PSD. Paulo Colaço não se recandidata ao Conselho de Jurisdição

O presidente do do "tribunal" do PSD, que entrou várias vezes em rota de colisão com a direção de Rui Rio, anunciou que não se recandidata ao mandato.

"É por achar que a democracia e a política estarão de volta ao PSD que não preciso de ser candidato neste Congresso. E não serei". É assim que Paulo Colaço anuncia que não encabeçará qualquer lista ao Conselho de Jurisdição Nacional (CJN) do partido, no congresso que começa na sexta-feira e se prolonga pelo fim de semana, no Porto.

Em comunicado, a que o DN teve acesso, o ainda presidente do CJN diz acreditar que Luís Montenegro "recuperará a veia democrática que antes havia no Partido" e que fará do diálogo de "iguais para iguais" a sua forma de trabalhar.

"Foi a falta de diálogo, a sobranceria e um desolador maniqueísmo que elevou a níveis nunca vistos a conflitualidade interna. Disso estou convencido. Se muito trabalho teve o CJN nestes dois anos e meio, foi porque alguma gente não se achou igual aos demais, mas superior. Ungida", escreve com a mira apontada a Rui Rio, com quem o CJN, sob a sua direção, teve embates fortes.

Paulo Colaço recorda que cumpriu e fez cumprir os Estatutos do PSD; que reconheceu os direitos dos militantes e que respeitou e fez respeitar os diversos órgãos do partido, das bases ao Congresso. "No fundo ajudei a mostrar que no PSD há separação de poderes e que ninguém - por mais cimeira que seja a sua posição - está isento de observar as regras internas."

Recorde-se que um dos maiores confrontos do Conselho com a direção nacional passou por um processo disciplinar contra o líder do presidente social-democrata e ao líder parlamentar de então, Adão Silva, por violarem uma deliberação aprovada no congresso 2020, em Viana do Castelo, que defendia a realização de um referendo à eutanásia.

No seu comunicado de não recandidatura, o presidente do CJN lembra que está há dez mandatos naquele órgão e já dois como seu presidente.

Duas listas vitoriosas

No congresso de de dezembro de 2021, em Santa Maria da Feira, - com Rio saído vencedor das eleições diretas em que enfrentou Paulo Rangel - Paulo Colaço reapresentou lista ao CJN.

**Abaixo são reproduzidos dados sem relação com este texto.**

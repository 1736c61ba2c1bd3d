use crate::common::document::Document;
use crate::common::sort_order::{SortOrder, SortSpec};
use crate::common::Value;
use std::cmp::Ordering;

/// The canonical type categories used for cross-type comparison and `$type`
/// classification.
///
/// Every comparison first classifies both operands against the fixed
/// [SORT_ORDER] ranking; the first category whose membership test holds for
/// both operands decides the outcome. A pair matched by no single category is
/// *incomparable*: it sorts as equal but never satisfies strict equality.
#[derive(Debug, Clone, Copy, PartialEq, Eq)]
pub enum TypeCategory {
    MinKey,
    Null,
    /// Plain 32-bit integers.
    Number,
    /// 64-bit integers.
    Long,
    Double,
    Symbol,
    String,
    Object,
    Array,
    BinData,
    ObjectId,
    Boolean,
    Date,
    Timestamp,
    RegularExpression,
    MaxKey,
    /// Classifications with no value representation; never matches.
    Unknown,
}

/// The fixed canonical ranking used by [compare].
pub const SORT_ORDER: [TypeCategory; 16] = [
    TypeCategory::MinKey,
    TypeCategory::Null,
    TypeCategory::Number,
    TypeCategory::Long,
    TypeCategory::Double,
    TypeCategory::Symbol,
    TypeCategory::String,
    TypeCategory::Object,
    TypeCategory::Array,
    TypeCategory::BinData,
    TypeCategory::ObjectId,
    TypeCategory::Boolean,
    TypeCategory::Date,
    TypeCategory::Timestamp,
    TypeCategory::RegularExpression,
    TypeCategory::MaxKey,
];

impl TypeCategory {
    /// Membership test for this category.
    ///
    /// The numeric categories are each closed: an Int64 is never a member of
    /// Number, a Double never a member of Long. The one sanctioned overlap is
    /// Timestamp, whose membership also accepts plain integers so that raw
    /// counters stored as numbers still compare against timestamp values.
    pub fn is(&self, value: &Value) -> bool {
        match self {
            TypeCategory::MinKey => matches!(value, Value::MinKey),
            TypeCategory::Null => matches!(value, Value::Null),
            TypeCategory::Number => matches!(value, Value::Int32(_)),
            TypeCategory::Long => matches!(value, Value::Int64(_)),
            TypeCategory::Double => matches!(value, Value::Double(_)),
            TypeCategory::Symbol => matches!(value, Value::Symbol(_)),
            TypeCategory::String => matches!(value, Value::String(_)),
            TypeCategory::Object => matches!(value, Value::Document(_)),
            TypeCategory::Array => matches!(value, Value::Array(_)),
            TypeCategory::BinData => matches!(value, Value::Binary { .. }),
            TypeCategory::ObjectId => matches!(value, Value::ObjectId(_)),
            TypeCategory::Boolean => matches!(value, Value::Bool(_)),
            TypeCategory::Date => matches!(value, Value::DateTime(_)),
            TypeCategory::Timestamp => matches!(
                value,
                Value::Timestamp(_) | Value::Int32(_) | Value::Int64(_)
            ),
            TypeCategory::RegularExpression => matches!(value, Value::Regex { .. }),
            TypeCategory::MaxKey => matches!(value, Value::MaxKey),
            TypeCategory::Unknown => false,
        }
    }

    /// Orders two members of this category. Callers must have verified
    /// membership for both operands.
    fn compare(&self, a: &Value, b: &Value) -> Ordering {
        match self {
            TypeCategory::MinKey | TypeCategory::Null | TypeCategory::MaxKey => Ordering::Equal,
            TypeCategory::Number => match (a, b) {
                (Value::Int32(x), Value::Int32(y)) => x.cmp(y),
                _ => Ordering::Equal,
            },
            TypeCategory::Long => match (a, b) {
                (Value::Int64(x), Value::Int64(y)) => x.cmp(y),
                _ => Ordering::Equal,
            },
            TypeCategory::Double => match (a, b) {
                (Value::Double(x), Value::Double(y)) => cmp_float(*x, *y),
                _ => Ordering::Equal,
            },
            TypeCategory::Symbol => match (a, b) {
                (Value::Symbol(x), Value::Symbol(y)) => x.cmp(y),
                _ => Ordering::Equal,
            },
            TypeCategory::String => match (a, b) {
                (Value::String(x), Value::String(y)) => x.cmp(y),
                _ => Ordering::Equal,
            },
            TypeCategory::Object => match (a, b) {
                (Value::Document(x), Value::Document(y)) => compare_objects(x, y),
                _ => Ordering::Equal,
            },
            TypeCategory::Array => match (a, b) {
                (Value::Array(x), Value::Array(y)) => compare_arrays(x, y),
                _ => Ordering::Equal,
            },
            TypeCategory::BinData => match (a, b) {
                (
                    Value::Binary { subtype: sa, data: da },
                    Value::Binary { subtype: sb, data: db },
                ) => da
                    .len()
                    .cmp(&db.len())
                    .then(sa.cmp(sb))
                    .then_with(|| da.cmp(db)),
                _ => Ordering::Equal,
            },
            TypeCategory::ObjectId => match (a, b) {
                // The timestamp is the leading bytes, so a byte compare
                // orders ids by creation time first.
                (Value::ObjectId(x), Value::ObjectId(y)) => x.bytes().cmp(y.bytes()),
                _ => Ordering::Equal,
            },
            TypeCategory::Boolean => match (a, b) {
                (Value::Bool(x), Value::Bool(y)) => x.cmp(y),
                _ => Ordering::Equal,
            },
            TypeCategory::Date => match (a, b) {
                (Value::DateTime(x), Value::DateTime(y)) => x.cmp(y),
                _ => Ordering::Equal,
            },
            TypeCategory::Timestamp => {
                let x = timestamp_value(a);
                let y = timestamp_value(b);
                x.cmp(&y)
            }
            TypeCategory::RegularExpression => match (a, b) {
                (
                    Value::Regex { pattern: pa, options: oa },
                    Value::Regex { pattern: pb, options: ob },
                ) => pa.cmp(pb).then_with(|| oa.cmp(ob)),
                _ => Ordering::Equal,
            },
            TypeCategory::Unknown => Ordering::Equal,
        }
    }

    /// The classification name used by `$type`.
    pub fn name(&self) -> &'static str {
        match self {
            TypeCategory::MinKey => "minKey",
            TypeCategory::Null => "null",
            TypeCategory::Number => "int",
            TypeCategory::Long => "long",
            TypeCategory::Double => "double",
            TypeCategory::Symbol => "symbol",
            TypeCategory::String => "string",
            TypeCategory::Object => "object",
            TypeCategory::Array => "array",
            TypeCategory::BinData => "binData",
            TypeCategory::ObjectId => "objectId",
            TypeCategory::Boolean => "bool",
            TypeCategory::Date => "date",
            TypeCategory::Timestamp => "timestamp",
            TypeCategory::RegularExpression => "regex",
            TypeCategory::MaxKey => "maxKey",
            TypeCategory::Unknown => "unknown",
        }
    }

    /// Resolves a `$type` operand given by name.
    pub fn from_name(name: &str) -> Option<TypeCategory> {
        match name {
            "double" => Some(TypeCategory::Double),
            "string" => Some(TypeCategory::String),
            "object" => Some(TypeCategory::Object),
            "array" => Some(TypeCategory::Array),
            "binData" => Some(TypeCategory::BinData),
            "undefined" | "null" => Some(TypeCategory::Null),
            "objectId" => Some(TypeCategory::ObjectId),
            "bool" => Some(TypeCategory::Boolean),
            "date" => Some(TypeCategory::Date),
            "regex" => Some(TypeCategory::RegularExpression),
            "symbol" => Some(TypeCategory::Symbol),
            "int" => Some(TypeCategory::Number),
            "timestamp" => Some(TypeCategory::Timestamp),
            "long" => Some(TypeCategory::Long),
            "minKey" => Some(TypeCategory::MinKey),
            "maxKey" => Some(TypeCategory::MaxKey),
            "dbPointer" | "javascript" | "javascriptWithScope" => Some(TypeCategory::Unknown),
            _ => None,
        }
    }

    /// Resolves a `$type` operand given by numeric code.
    pub fn from_code(code: i64) -> Option<TypeCategory> {
        match code {
            1 => Some(TypeCategory::Double),
            2 => Some(TypeCategory::String),
            3 => Some(TypeCategory::Object),
            4 => Some(TypeCategory::Array),
            5 => Some(TypeCategory::BinData),
            6 | 10 => Some(TypeCategory::Null),
            7 => Some(TypeCategory::ObjectId),
            8 => Some(TypeCategory::Boolean),
            9 => Some(TypeCategory::Date),
            11 => Some(TypeCategory::RegularExpression),
            12 | 13 | 15 => Some(TypeCategory::Unknown),
            14 => Some(TypeCategory::Symbol),
            16 => Some(TypeCategory::Number),
            17 => Some(TypeCategory::Timestamp),
            18 => Some(TypeCategory::Long),
            -1 => Some(TypeCategory::MinKey),
            127 => Some(TypeCategory::MaxKey),
            _ => None,
        }
    }
}

/// Total-order float comparison: NaN equals NaN and sorts above everything.
fn cmp_float(a: f64, b: f64) -> Ordering {
    match (a.is_nan(), b.is_nan()) {
        (true, true) => Ordering::Equal,
        (true, false) => Ordering::Greater,
        (false, true) => Ordering::Less,
        (false, false) => a.partial_cmp(&b).unwrap_or(Ordering::Equal),
    }
}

"Não podia ser cobarde e desvincular-me do posto de vigia do partido", disse na altura ao DN. Frisava que "quem tem coragem de dar razão a quem a tem, quando o elo é mais frágil e mais fraco, tem de avançar". Deu o exemplo de uma das "guerras" em que CJN se envolveu com a direção de Rui Rio para exemplificar os "elos mais fracos": "Dar razão a uma concelhia das pequeninas que foi esbulhada do seu direito de propor um candidato a uma câmara municipal e ter a coragem de dizer que essa concelhia devia ter sido ouvida não é para todos e tivemos essa coragem".

O líder do PSD jogou forte para tentar derrotar a lista de Paulo Colaço e avançou com um peso pesado a encabeçar uma lista afeta à direção, no caso Nuno Morais Sarmento. Mas a de Paulo Colaço saiu vitoriosa.

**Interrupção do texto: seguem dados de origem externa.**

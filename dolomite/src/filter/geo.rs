//! Geospatial operators.
//!
//! Coordinates follow the GeoJSON convention of `[longitude, latitude]`;
//! legacy bare coordinate pairs and GeoJSON geometry documents are both
//! accepted on either side of an operator. Containment is ray-casting
//! point-in-polygon; spherical distances use the WGS84 equatorial radius.

use crate::common::document::Document;
use crate::common::Value;
use crate::errors::{DolomiteError, DolomiteResult, ErrorKind};

const EARTH_RADIUS_METERS: f64 = 6_378_137.0;

#[derive(Debug, Clone, Copy, PartialEq)]
pub struct Point {
    pub longitude: f64,
    pub latitude: f64,
}

/// A polygon as rings of points; the first ring is the outer boundary.
type Polygon = Vec<Vec<Point>>;

/// `$geoWithin`: every point of the field value must fall inside the region.
pub fn geo_within(value: &Value, operand: &Value) -> DolomiteResult<bool> {
    let points = field_points(value)?;
    if points.is_empty() {
        return Ok(false);
    }
    let region = Region::parse(operand)?;
    Ok(points.iter().all(|p| region.contains(p)))
}

/// `$geoIntersects`: at least one point of the field value falls inside.
pub fn geo_intersects(value: &Value, operand: &Value) -> DolomiteResult<bool> {
    let points = field_points(value)?;
    let region = Region::parse(operand)?;
    Ok(points.iter().any(|p| region.contains(p)))
}

/// `$near`/`$nearSphere`: the field value is a single point within the
/// requested distance band around the operand point. Planar distance is in
/// coordinate units, spherical in meters.
pub fn near(
    value: &Value,
    operand: &Value,
    max_distance: Option<f64>,
    min_distance: Option<f64>,
    spherical: bool,
) -> DolomiteResult<bool> {
    let target = match value {
        Value::Array(_) | Value::Document(_) => match parse_point(value) {
            Ok(point) => point,
            Err(_) => return Ok(false),
        },
        _ => return Ok(false),
    };

    // Operand: a bare point, or {$geometry: point, $maxDistance, $minDistance}.
    let (center, max_distance, min_distance, spherical) = match operand.as_document() {
        Some(spec) if spec.contains_key("$geometry") => {
            let center = parse_point(spec.get("$geometry").unwrap_or(&Value::Null))?;
            let max = number_option(spec.get("$maxDistance"))?.or(max_distance);
            let min = number_option(spec.get("$minDistance"))?.or(min_distance);
            // A GeoJSON center always measures in spherical meters.
            (center, max, min, true)
        }
        _ => (parse_point(operand)?, max_distance, min_distance, spherical),
    };

    let distance = if spherical {
        haversine_meters(&center, &target)
    } else {
        planar_distance(&center, &target)
    };
    if let Some(max) = max_distance {
        if distance > max {
            return Ok(false);
        }
    }
    if let Some(min) = min_distance {
        if distance < min {
            return Ok(false);
        }
    }
    Ok(true)
}

fn number_option(value: Option<&Value>) -> DolomiteResult<Option<f64>> {
    match value {
        None => Ok(None),
        Some(v) => v.as_number().map(Some).ok_or_else(|| {
            DolomiteError::new("distance bound must be a number", ErrorKind::Client)
        }),
    }
}

/// The points a document field contributes: a single position, or every
/// vertex of a larger geometry.
fn field_points(value: &Value) -> DolomiteResult<Vec<Point>> {
    if let Ok(point) = parse_point(value) {
        return Ok(vec![point]);
    }
    match value {
        Value::Document(doc) => Ok(flatten_geometry(doc)?),
        Value::Array(items) => {
            let mut points = Vec::new();
            for item in items {
                points.extend(field_points(item)?);
            }
            Ok(points)
        }
        _ => Err(DolomiteError::new(
            "expected a geometry value",
            ErrorKind::Client,
        )),
    }
}

fn flatten_geometry(doc: &Document) -> DolomiteResult<Vec<Point>> {
    let coordinates = doc.get("coordinates").ok_or_else(|| {
        DolomiteError::new("GeoJSON geometry requires coordinates", ErrorKind::Client)
    })?;
    match doc.get("type").and_then(Value::as_string) {
        Some("Point") => Ok(vec![parse_position(coordinates)?]),
        Some("MultiPoint") | Some("LineString") => parse_ring(coordinates),
        Some("Polygon") | Some("MultiLineString") => {
            let rings = parse_rings(coordinates)?;
            Ok(rings.into_iter().flatten().collect())
        }
        Some("MultiPolygon") => {
            let mut points = Vec::new();
            let polygons = coordinates.as_array().ok_or_else(bad_coordinates)?;
            for polygon in polygons {
                for ring in parse_rings(polygon)? {
                    points.extend(ring);
                }
            }
            Ok(points)
        }
        _ => Err(DolomiteError::new(
            "unsupported GeoJSON geometry type",
            ErrorKind::Client,
        )),
    }
}

fn bad_coordinates() -> DolomiteError {
    DolomiteError::new("expected numeric coordinate pairs", ErrorKind::Client)
}

/// Parses a single position: a `[lng, lat]` array or a GeoJSON Point.
fn parse_point(value: &Value) -> DolomiteResult<Point> {
    match value {
        Value::Array(_) => parse_position(value),
        Value::Document(doc) => match doc.get("type").and_then(Value::as_string) {
            Some("Point") => {
                parse_position(doc.get("coordinates").unwrap_or(&Value::Null))
            }
            _ => Err(bad_coordinates()),
        },
        _ => Err(bad_coordinates()),
    }
}

fn parse_position(value: &Value) -> DolomiteResult<Point> {
    let pair = value.as_array().ok_or_else(bad_coordinates)?;
    if pair.len() < 2 {
        return Err(bad_coordinates());
    }
    let longitude = pair[0].as_number().ok_or_else(bad_coordinates)?;
    let latitude = pair[1].as_number().ok_or_else(bad_coordinates)?;
    Ok(Point {
        longitude,
        latitude,
    })
}

fn parse_ring(value: &Value) -> DolomiteResult<Vec<Point>> {
    let items = value.as_array().ok_or_else(bad_coordinates)?;
    items.iter().map(parse_position).collect()
}

fn parse_rings(value: &Value) -> DolomiteResult<Polygon> {
    let rings = value.as_array().ok_or_else(bad_coordinates)?;
    rings.iter().map(parse_ring).collect()
}

/// The region forms an operator document can describe.
enum Region {
    Polygons(Vec<Polygon>),
    Box { min: Point, max: Point },
    Circle { center: Point, radius: f64, spherical: bool },
}

impl Region {
    fn parse(operand: &Value) -> DolomiteResult<Region> {
        if let Some(spec) = operand.as_document() {
            if let Some(bounds) = spec.get("$box") {
                let corners = parse_ring(bounds)?;
                if corners.len() != 2 {
                    return Err(DolomiteError::new(
                        "$box requires two corner points",
                        ErrorKind::Client,
                    ));
                }
                return Ok(Region::Box {
                    min: Point {
                        longitude: corners[0].longitude.min(corners[1].longitude),
                        latitude: corners[0].latitude.min(corners[1].latitude),
                    },
                    max: Point {
                        longitude: corners[0].longitude.max(corners[1].longitude),
                        latitude: corners[0].latitude.max(corners[1].latitude),
                    },
                });
            }
            if let Some(ring) = spec.get("$polygon") {
                return Ok(Region::Polygons(vec![vec![parse_ring(ring)?]]));
            }
            if let Some(circle) = spec.get("$center") {
                return Region::parse_circle(circle, false);
            }
            if let Some(circle) = spec.get("$centerSphere") {
                return Region::parse_circle(circle, true);
            }
            if let Some(geometry) = spec.get("$geometry") {
                return Region::parse_geometry(geometry);
            }
            return Region::parse_geometry(operand);
        }
        // A bare array is a legacy polygon ring.
        Ok(Region::Polygons(vec![vec![parse_ring(operand)?]]))
    }

    fn parse_circle(spec: &Value, spherical: bool) -> DolomiteResult<Region> {
        let parts = spec.as_array().ok_or_else(|| {
            DolomiteError::new("$center requires [point, radius]", ErrorKind::Client)
        })?;
        if parts.len() != 2 {
            return Err(DolomiteError::new(
                "$center requires [point, radius]",
                ErrorKind::Client,
            ));
        }
        let center = parse_position(&parts[0])?;
        let radius = parts[1].as_number().ok_or_else(|| {
            DolomiteError::new("$center radius must be a number", ErrorKind::Client)
        })?;
        Ok(Region::Circle {
            center,
            radius,
            spherical,
        })
    }

    fn parse_geometry(value: &Value) -> DolomiteResult<Region> {
        let doc = value.as_document().ok_or_else(|| {
            DolomiteError::new("$geometry requires a GeoJSON document", ErrorKind::Client)
        })?;
        let coordinates = doc.get("coordinates").unwrap_or(&Value::Null);
        match doc.get("type").and_then(Value::as_string) {
            Some("Polygon") => Ok(Region::Polygons(vec![parse_rings(coordinates)?])),
            Some("MultiPolygon") => {
                let polygons = coordinates.as_array().ok_or_else(bad_coordinates)?;
                Ok(Region::Polygons(
                    polygons
                        .iter()
                        .map(parse_rings)
                        .collect::<DolomiteResult<_>>()?,
                ))
            }
            _ => Err(DolomiteError::new(
                "region geometry must be a Polygon or MultiPolygon",
                ErrorKind::Client,
            )),
        }
    }

    fn contains(&self, point: &Point) -> bool {
        match self {
            Region::Polygons(polygons) => polygons.iter().any(|polygon| {
                let mut inside = false;
                for (i, ring) in polygon.iter().enumerate() {
                    if point_in_ring(point, ring) {
                        // Inside the outer ring but inside a hole is outside.
                        inside = i == 0;
                    }
                }
                inside
            }),
            Region::Box { min, max } => {
                point.longitude >= min.longitude
                    && point.longitude <= max.longitude
                    && point.latitude >= min.latitude
                    && point.latitude <= max.latitude
            }
            Region::Circle {
                center,
                radius,
                spherical,
            } => {
                if *spherical {
                    // $centerSphere radius is in radians.
                    haversine_meters(center, point) / EARTH_RADIUS_METERS <= *radius
                } else {
                    planar_distance(center, point) <= *radius
                }
            }
        }
    }
}

/// Ray casting: count boundary crossings of a horizontal ray.
fn point_in_ring(point: &Point, ring: &[Point]) -> bool {
    if ring.len() < 3 {
        return false;
    }
    let mut inside = false;
    let mut j = ring.len() - 1;
    for i in 0..ring.len() {
        let a = &ring[i];
        let b = &ring[j];
        let crosses = (a.latitude > point.latitude) != (b.latitude > point.latitude);
        if crosses {
            let intersect = (b.longitude - a.longitude) * (point.latitude - a.latitude)
                / (b.latitude - a.latitude)
                + a.longitude;
            if point.longitude < intersect {
                inside = !inside;
            }
        }
        j = i;
    }
    inside
}

fn planar_distance(a: &Point, b: &Point) -> f64 {
    let dx = a.longitude - b.longitude;
    let dy = a.latitude - b.latitude;
    (dx * dx + dy * dy).sqrt()
}

fn haversine_meters(a: &Point, b: &Point) -> f64 {
    let lat_a = a.latitude.to_radians();
    let lat_b = b.latitude.to_radians();
    let d_lat = (b.latitude - a.latitude).to_radians();
    let d_lng = (b.longitude - a.longitude).to_radians();
    let h = (d_lat / 2.0).sin().powi(2)
        + lat_a.cos() * lat_b.cos() * (d_lng / 2.0).sin().powi(2);
    2.0 * EARTH_RADIUS_METERS * h.sqrt().asin()
}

Também no anterior congresso, em fevereiro de 2020, a lista de Paulo Colaço foi a mais votada para o CJN, derrotando a lista da direção, encabeçada pelo ex-líder parlamentar do PSD Fernando Negrão e conseguindo eleger cinco dos nove membros deste órgão. O CJN é eleito por método de Hondt, pelo que o primeiro nome da lista mais votada é o presidente do órgão.